Pilot Study funded by: NIH Clinical Nutrition Research Unit (NORC), PBRC, P30 DK072476

Tiffany Stewart , Ph.D.,  Principal Investigator

Genes, behaviors, and the environment are intimately related in the etiology and maintenance of obesity. Further, the effects of the genotype can be amplified in an environment that promotes obesity.  This pilot study aims to identify genetic markers that are associated with the presence of binge eating behavior (behavioral phenotype). The primary aim of the study is to investigate the association of a behavioral phenotype, binge eating, with the melanocortin system.  This study is designed to be the first in a series of studies to investigate the relationship between genotypes and eating behaviors in humans.  This research may mark the beginnings of the attainment of knowledge towards the development of treatment programs and/or medications to be utilized in the future treatment of binge eating and/or obesity.  Ultimately, this information could aid health care providers in the development of individualized treatment and prevention programs for individuals predisposed to weight gain or behaviors that may lead to inappropriate weight gain. 


Bodhi Body

Tiffany Stewart , Ph.D.,  Principal Investigator

Body image disturbances are a core problem in eating disorders and/or obesity.  Research suggests that body image concerns may be one of the first symptoms in the development of an eating disorder and may be one of the last symptoms to improve with treatment (Stewart & Williamson, 2003).

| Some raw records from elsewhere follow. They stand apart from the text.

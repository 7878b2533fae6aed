// Shared generation and timing constants used by the core and the web frontend.

// Golden ratio and friends
pub const PHI: f64 = 1.6180339887;
pub const PHI_INV: f64 = 0.6180339887;

/// Golden angle 2π/φ² (~2.399 rad), the angular step for radiating primitives.
#[inline]
pub fn golden_angle() -> f64 {
    (2.0 * std::f64::consts::PI) / (PHI * PHI)
}

// Canvas framing
pub const OVERFLOW: f64 = 0.8; // extra canvas height above and below the viewport, in viewport heights
pub const FOCAL_X: f64 = 0.7;
pub const FOCAL_Y: f64 = 0.3;
pub const MAX_DEVICE_PIXEL_RATIO: f64 = 2.0;

// Device tier breakpoints (CSS px)
pub const TABLET_MIN_WIDTH: f64 = 640.0;
pub const DESKTOP_MIN_WIDTH: f64 = 1024.0;
pub const WIDE_MIN_WIDTH: f64 = 1440.0;

// Scroll deformation
pub const DEFORM_AMP_X: f64 = 12.0;
pub const DEFORM_AMP_Y: f64 = 8.0;
pub const DEFORM_SCROLL_RATE: f64 = 0.0008;

// Scheduling
pub const RESIZE_DEBOUNCE_MS: f64 = 200.0;
pub const SCROLL_REDRAW_THRESHOLD_PX: f64 = 4.0;
pub const POINTER_THROTTLE_MS: f64 = 33.0;
pub const POINTER_NOISE_THRESHOLD: f64 = 0.002;

// Choreography
pub const SECTION_HYSTERESIS: f64 = 0.02;
pub const FOCAL_PULL: f64 = 0.3; // fraction of the way toward the next keyframe
pub const COUNT_PULL: f64 = 0.2;
pub const DRIFT_X: f64 = 0.03;
pub const DRIFT_Y: f64 = 0.02;

// Per-layer seed offsets, added to the page seed
pub const GLITCH_SEED_OFFSET: i32 = 42;
pub const RECT_SEED_OFFSET: i32 = 333;
pub const SKY_LAYOUT_SEED_OFFSET: i32 = 555;
pub const SKY_ANIM_SEED_OFFSET: i32 = 777;
pub const ATMOSPHERE_SEED_OFFSET: i32 = 777;
pub const DUST_SEED_OFFSET: i32 = 888;
pub const BURST_PARTICLE_SEED_OFFSET: i32 = 999;

// Approximate max scroll depth in viewport heights (page is ~6.8vh tall)
pub const MAX_SCROLL_VH: f64 = 5.8;

// Palette (rgb)
pub const CYAN_RGB: [u8; 3] = [0, 153, 255];
pub const INK_RGB: [u8; 3] = [0, 0, 0];
pub const GRAY_RGB: [u8; 3] = [160, 160, 160];
pub const ARC_RGB: [u8; 3] = [170, 170, 170];
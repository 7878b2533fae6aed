use inkburst_core::render::{CompositeOp, LineCap, LineJoin, Paint, Surface};
use glam::DVec2;
use std::f64::consts::TAU;
use wasm_bindgen::{JsCast, JsValue};
use web_sys as web;

/// [`Surface`] over a Canvas2D context. Canvas calls that can throw only do
/// so for invalid arguments, which the core never emits; failures are
/// logged at debug and the call skipped.
pub struct CanvasSurface {
    ctx: web::CanvasRenderingContext2d,
}

impl CanvasSurface {
    pub fn new(ctx: web::CanvasRenderingContext2d) -> Self {
        Self { ctx }
    }

    /// `None` if the canvas has no 2D context (or already has another kind).
    pub fn for_canvas(canvas: &web::HtmlCanvasElement) -> Option<Self> {
        let ctx = canvas.get_context("2d").ok().flatten()?;
        ctx.dyn_into::<web::CanvasRenderingContext2d>()
            .ok()
            .map(Self::new)
    }

    fn gradient(&self, paint: &Paint) -> Option<web::CanvasGradient> {
        let Paint::Linear(g) = paint else {
            return None;
        };
        let grad = self
            .ctx
            .create_linear_gradient(g.from.x, g.from.y, g.to.x, g.to.y);
        for stop in &g.stops {
            if let Err(e) = grad.add_color_stop(stop.offset as f32, &stop.color.css()) {
                log::debug!("[canvas] color stop rejected: {:?}", e);
            }
        }
        Some(grad)
    }
}

fn check(what: &str, r: Result<(), JsValue>) {
    if let Err(e) = r {
        log::debug!("[canvas] {} failed: {:?}", what, e);
    }
}

impl Surface for CanvasSurface {
    fn set_transform(&mut self, a: f64, b: f64, c: f64, d: f64, e: f64, f: f64) {
        check("setTransform", self.ctx.set_transform(a, b, c, d, e, f));
    }

    fn clear(&mut self, width: f64, height: f64) {
        self.ctx.clear_rect(0.0, 0.0, width, height);
    }

    fn begin_path(&mut self) {
        self.ctx.begin_path();
    }

    fn move_to(&mut self, p: DVec2) {
        self.ctx.move_to(p.x, p.y);
    }

    fn line_to(&mut self, p: DVec2) {
        self.ctx.line_to(p.x, p.y);
    }

    fn quadratic_to(&mut self, cp: DVec2, p: DVec2) {
        self.ctx.quadratic_curve_to(cp.x, cp.y, p.x, p.y);
    }

    fn circle(&mut self, center: DVec2, radius: f64) {
        self.ctx.move_to(center.x + radius, center.y);
        check("arc", self.ctx.arc(center.x, center.y, radius, 0.0, TAU));
    }

    fn close_path(&mut self) {
        self.ctx.close_path();
    }

    fn set_fill(&mut self, paint: &Paint) {
        match paint {
            Paint::Solid(c) => self.ctx.set_fill_style_str(&c.css()),
            Paint::Linear(_) => {
                if let Some(g) = self.gradient(paint) {
                    self.ctx.set_fill_style_canvas_gradient(&g);
                }
            }
        }
    }

    fn set_stroke(&mut self, paint: &Paint) {
        match paint {
            Paint::Solid(c) => self.ctx.set_stroke_style_str(&c.css()),
            Paint::Linear(_) => {
                if let Some(g) = self.gradient(paint) {
                    self.ctx.set_stroke_style_canvas_gradient(&g);
                }
            }
        }
    }

    fn set_line_width(&mut self, width: f64) {
        self.ctx.set_line_width(width);
    }

    fn set_line_cap(&mut self, cap: LineCap) {
        self.ctx.set_line_cap(cap.css());
    }

    fn set_line_join(&mut self, join: LineJoin) {
        self.ctx.set_line_join(join.css());
    }

    fn set_composite(&mut self, op: CompositeOp) {
        check(
            "globalCompositeOperation",
            self.ctx.set_global_composite_operation(op.css()),
        );
    }

    fn fill(&mut self) {
        self.ctx.fill();
    }

    fn stroke(&mut self) {
        self.ctx.stroke();
    }

    fn set_line_dash(&mut self, segments: &[f64]) {
        let arr = js_sys::Array::new();
        for s in segments {
            arr.push(&JsValue::from_f64(*s));
        }
        check("setLineDash", self.ctx.set_line_dash(&arr));
    }

    fn fill_text(&mut self, text: &str, at: DVec2, px: f64) {
        self.ctx.set_font(&format!("{px:.1}px ui-monospace, monospace"));
        check("fillText", self.ctx.fill_text(text, at.x, at.y));
    }
}
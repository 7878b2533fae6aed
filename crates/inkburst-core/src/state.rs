//! Application state shared between the event handlers and the renderers.
//!
//! Each field group has exactly one producer. [`SceneStore::producers`]
//! hands out all five `&mut` groups at once, so two producers can never
//! write the same field; consumers read through the store's getters.

use crate::choreography::{scene_state, LineParams, SceneState, Section, SkyFragmentState};
use crate::seed::{CalendarDate, SeedControl};
use crate::tier::DeviceTier;
use glam::DVec2;

/// Written by the scroll handler.
#[derive(Clone, Debug, PartialEq)]
pub struct ScrollFields {
    pub progress: f64,
    pub scroll_y: f64,
    pub scene: SceneState,
}

impl Default for ScrollFields {
    fn default() -> Self {
        Self {
            progress: 0.0,
            scroll_y: 0.0,
            scene: SceneState::default(),
        }
    }
}

impl ScrollFields {
    /// Recompute the scene state for `progress` and store it in one update.
    pub fn apply(&mut self, progress: f64, scroll_y: f64) -> &SceneState {
        self.progress = progress.clamp(0.0, 1.0);
        self.scroll_y = scroll_y;
        self.scene = scene_state(self.progress);
        &self.scene
    }
}

/// Written by the (debounced) resize handler.
#[derive(Clone, Copy, Debug, PartialEq)]
pub struct ViewportFields {
    pub width: f64,
    pub height: f64,
    pub tier: DeviceTier,
    /// Tier forced by configuration; resizes keep it.
    pub forced_tier: Option<DeviceTier>,
}

impl Default for ViewportFields {
    fn default() -> Self {
        Self {
            width: 0.0,
            height: 0.0,
            tier: DeviceTier::Desktop,
            forced_tier: None,
        }
    }
}

impl ViewportFields {
    /// Store the new size; returns true when the tier changed.
    pub fn resize(&mut self, width: f64, height: f64) -> bool {
        self.width = width;
        self.height = height;
        let tier = self
            .forced_tier
            .unwrap_or_else(|| DeviceTier::from_width(width));
        let changed = tier != self.tier;
        self.tier = tier;
        changed
    }
}

/// Written by the seed control.
#[derive(Clone, Copy, Debug, PartialEq, Eq)]
pub struct SeedFields {
    pub control: SeedControl,
}

impl SeedFields {
    pub fn seed(&self) -> i32 {
        self.control.seed()
    }
}

/// Written by the reduced-motion media query listener.
#[derive(Clone, Copy, Debug, Default, PartialEq, Eq)]
pub struct MotionFields {
    pub reduced_motion: bool,
}

/// Written by the pointer throttle; normalized [0, 1] coordinates.
#[derive(Clone, Copy, Debug, PartialEq)]
pub struct PointerFields {
    pub position: DVec2,
}

impl Default for PointerFields {
    fn default() -> Self {
        Self {
            position: DVec2::splat(0.5),
        }
    }
}

/// Mutable handles to every field group, one per producer.
pub struct Producers<'a> {
    pub scroll: &'a mut ScrollFields,
    pub viewport: &'a mut ViewportFields,
    pub seed: &'a mut SeedFields,
    pub motion: &'a mut MotionFields,
    pub pointer: &'a mut PointerFields,
}

/// What a scene rebuild depends on. Scroll never changes it.
#[derive(Clone, Copy, Debug, PartialEq)]
pub struct RebuildKey {
    pub width: f64,
    pub height: f64,
    pub tier: DeviceTier,
    pub seed: i32,
}

#[derive(Clone, Debug, PartialEq)]
pub struct SceneStore {
    scroll: ScrollFields,
    viewport: ViewportFields,
    seed: SeedFields,
    motion: MotionFields,
    pointer: PointerFields,
}

impl SceneStore {
    pub fn new(seed: SeedControl) -> Self {
        Self {
            scroll: ScrollFields::default(),
            viewport: ViewportFields::default(),
            seed: SeedFields { control: seed },
            motion: MotionFields::default(),
            pointer: PointerFields::default(),
        }
    }

    pub fn for_date(date: CalendarDate) -> Self {
        Self::new(SeedControl::for_date(date))
    }

    pub fn producers(&mut self) -> Producers<'_> {
        Producers {
            scroll: &mut self.scroll,
            viewport: &mut self.viewport,
            seed: &mut self.seed,
            motion: &mut self.motion,
            pointer: &mut self.pointer,
        }
    }

    pub fn scroll_mut(&mut self) -> &mut ScrollFields {
        &mut self.scroll
    }

    pub fn viewport_mut(&mut self) -> &mut ViewportFields {
        &mut self.viewport
    }

    pub fn seed_mut(&mut self) -> &mut SeedFields {
        &mut self.seed
    }

    pub fn motion_mut(&mut self) -> &mut MotionFields {
        &mut self.motion
    }

    pub fn pointer_mut(&mut self) -> &mut PointerFields {
        &mut self.pointer
    }

    pub fn scene(&self) -> &SceneState {
        &self.scroll.scene
    }

    pub fn progress(&self) -> f64 {
        self.scroll.progress
    }

    pub fn scroll_y(&self) -> f64 {
        self.scroll.scroll_y
    }

    pub fn active_section(&self) -> Section {
        self.scroll.scene.active_section
    }

    pub fn focal(&self) -> DVec2 {
        self.scroll.scene.focal
    }

    pub fn line_params(&self) -> LineParams {
        self.scroll.scene.line_params
    }

    pub fn sky_fragments(&self) -> &[SkyFragmentState] {
        &self.scroll.scene.sky_fragments
    }

    pub fn transition_phase(&self) -> f64 {
        self.scroll.scene.transition_phase
    }

    pub fn viewport(&self) -> (f64, f64) {
        (self.viewport.width, self.viewport.height)
    }

    pub fn tier(&self) -> DeviceTier {
        self.viewport.tier
    }

    pub fn seed(&self) -> i32 {
        self.seed.seed()
    }

    pub fn reduced_motion(&self) -> bool {
        self.motion.reduced_motion
    }

    pub fn pointer(&self) -> DVec2 {
        self.pointer.position
    }

    pub fn rebuild_key(&self) -> RebuildKey {
        RebuildKey {
            width: self.viewport.width,
            height: self.viewport.height,
            tier: self.viewport.tier,
            seed: self.seed.seed(),
        }
    }
}

#[cfg(test)]
mod tests {
    use super::*;

    #[test]
    fn forced_tier_survives_resize() {
        let mut v = ViewportFields {
            forced_tier: Some(DeviceTier::Mobile),
            ..Default::default()
        };
        assert!(v.resize(1920.0, 1080.0));
        assert_eq!(v.tier, DeviceTier::Mobile);
        assert!(!v.resize(800.0, 600.0));
    }
}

It is generally believed that these persistent body image disturbances place individuals at risk for relapse of eating disorder symptoms. In addition, it has been shown that obese persons have more body image dissatisfaction than their normal weight counterparts (Schwartz & Brownell, 2004). Body image disturbance functions as a significant risk factor, treatment factor, relapse prevention factor, and quality of life factor in eating disorders and obesity. Furthermore, research has demonstrated body image dissatisfaction rising in nonclinical men and women through the last decade. To date, body image treatment is a minor focus of eating disorder treatment programs and rarely included in obesity treatment or weight loss efforts. It is believed to be a key component to the success of individuals in these areas as well as a significant quality of life variable in the general population. Since body image concerns are rooted in biased information processing, it is hypothesized that a mindfulness-based program will be a viable way to improve body image. The purpose of the present pilot study is to investigate the efficacy of a contemplative/mindfulness-based approach to the treatment of body image in a Stage 1 study (proof of concept) with individuals who have body image disturbance, but no current clinical eating disorder diagnoses (i.e. anorexia, bulimia, binge eating disorder, eating disorder not otherwise specified).